The past two great big weeks of work wouldn’t be possible if it was just Max and I here on the farm. We are grateful to welcome our two wonderful apprentices to our farming family. Kara is a real local girl, hailing from Waterford CT. She has a degree in horticulture from UCONN and managed the gardens at the Mystic Seaport Museum. Tana has come all the way from the Pacific Northwest to join us here at Provider Farm.

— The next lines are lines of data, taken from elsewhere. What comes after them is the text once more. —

//! Configuration management for OracleBot
//!
//! Loads from optional config files + environment variables via .env

use std::time::Duration;

use anyhow::{bail, Context, Result};
use config::{Config, Environment, File};
use serde::Deserialize;

/// Main application configuration
#[derive(Debug, Clone, Deserialize)]
pub struct AppConfig {
    pub tracker: TrackerConfig,
    pub aggregator: AggregatorConfig,
    pub store: StoreConfig,
    pub ethereum: EthereumConfig,
}

#[derive(Debug, Clone, Deserialize)]
pub struct TrackerConfig {
    /// Default polling period in milliseconds; per-source intervals of
    /// zero inherit this value
    pub interval_ms: u64,
    /// Per-HTTP-request budget in milliseconds
    pub fetch_timeout_ms: u64,
    /// Path to the source catalog
    pub api_file: String,
    /// Path to the manual-data file
    pub manual_data_file: String,
}

impl TrackerConfig {
    pub fn interval(&self) -> Duration {
        Duration::from_millis(self.interval_ms)
    }

    pub fn fetch_timeout(&self) -> Duration {
        Duration::from_millis(self.fetch_timeout_ms)
    }
}

#[derive(Debug, Clone, Deserialize)]
pub struct AggregatorConfig {
    /// Maximum sample age counted toward confidence, in milliseconds.
    /// Zero derives `tracker.interval + 1s`.
    pub confid_intv_threshold_ms: u64,
    /// Reducer over qualifying samples: "median" or "mean"
    pub method: String,
}

impl AggregatorConfig {
    pub fn confidence_threshold(&self, tracker_interval: Duration) -> Duration {
        if self.confid_intv_threshold_ms == 0 {
            // Values outside the default tracker interval are not used
            // and would only decrease the confidence level.
            tracker_interval + Duration::from_secs(1)
        } else {
            Duration::from_millis(self.confid_intv_threshold_ms)
        }
    }
}

#[derive(Debug, Clone, Deserialize)]
pub struct StoreConfig {
    /// Directory holding the sample logs
    pub data_dir: String,
    /// Retention window in hours
    pub retention_hours: u64,
}

impl StoreConfig {
    pub fn retention(&self) -> Duration {
        Duration::from_secs(self.retention_hours * 3600)
    }
}

#[derive(Debug, Clone, Deserialize)]
pub struct EthereumConfig {
    /// JSON-RPC endpoint; empty disables on-chain sources
    pub node_url: String,
}

impl AppConfig {
    /// Load configuration from file and environment
    pub fn load() -> Result<Self> {
        // Load .env file first
        dotenvy::dotenv().ok();

        let config = Config::builder()
            // Tracker defaults
            .set_default("tracker.interval_ms", 60_000)?
            .set_default("tracker.fetch_timeout_ms", 10_000)?
            .set_default("tracker.api_file", "config/index.json")?
            .set_default("tracker.manual_data_file", "config/manual_data.json")?
            // Aggregator defaults
            .set_default("aggregator.confid_intv_threshold_ms", 0)?
            .set_default("aggregator.method", "median")?
            // Store defaults: the aggregator needs data only 24 hours in
            // the past, 48 leaves a safety margin.
            .set_default("store.data_dir", "./data/samples")?
            .set_default("store.retention_hours", 48)?
            // Ethereum defaults
            .set_default("ethereum.node_url", "")?
            // Load config file if exists
            .add_source(File::with_name("config/default").required(false))
            .add_source(File::with_name("config/local").required(false))
            // Override with environment variables (ORACLEBOT_*)
            .add_source(Environment::with_prefix("ORACLEBOT").separator("__"))
            .build()
            .context("Failed to build configuration")?;

        let app_config: AppConfig = config
            .try_deserialize()
            .context("Failed to deserialize configuration")?;
        app_config.validate()?;

        Ok(app_config)
    }

    fn validate(&self) -> Result<()> {
        if self.tracker.interval_ms == 0 {
            bail!("tracker.interval_ms must be greater than zero");
        }
        if self.tracker.fetch_timeout_ms == 0 {
            bail!("tracker.fetch_timeout_ms must be greater than zero");
        }
        if self.store.retention_hours == 0 {
            bail!("store.retention_hours must be greater than zero");
        }
        if !matches!(self.aggregator.method.as_str(), "median" | "mean") {
            bail!(
                "aggregator.method must be \"median\" or \"mean\", got {:?}",
                self.aggregator.method
            );
        }
        Ok(())
    }

    /// Generate a digest of the config for logging
    pub fn digest(&self) -> String {
        format!(
            "interval={}ms fetch_timeout={}ms api_file={} retention={}h method={}",
            self.tracker.interval_ms,
            self.tracker.fetch_timeout_ms,
            self.tracker.api_file,
            self.store.retention_hours,
            self.aggregator.method
        )
    }
}

impl std::fmt::Display for AppConfig {
    fn fmt(&self, f: &mut std::fmt::Formatter<'_>) -> std::fmt::Result {
        write!(f, "{}", self.digest())
    }
}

Last season she was the assistant grower at Overlook Farm in Rutland Mass. Our apprentices are really the back bone of our farm, we couldn’t do anything with out them. They have been undaunted by every task we have thrown at them, from picking rocks the size of our hatch back, to transplanting literally thousands of transplants in just two days.
Victory with baby Vinny. By far the most exciting news of the week is the arrival of our two baby boy calves. It sure was refreshing to see some new life when everything else looked like it was ready to shrivel up. On the two hottest days in a row this spring, we came home from the fields to find Mamas Victory and Juno deciding it was a good time to calve. Juno was the first to go. Her progress was slow, but after two hours and with a little final coaxing from us, she was up and cleaning off her new calve Joe-baby. Victory, continuing to prove herself as a fine cow, popped Vinny out in just over a half an hour and was up and caring for him right away. We have one more calf to go . With the rain, we hope to see some good pasture growth and have the cows out grazing soon.
That’s it for now folks, we will see you all in about five weeks for the first share! I hope you enjoy this rain as much as I am.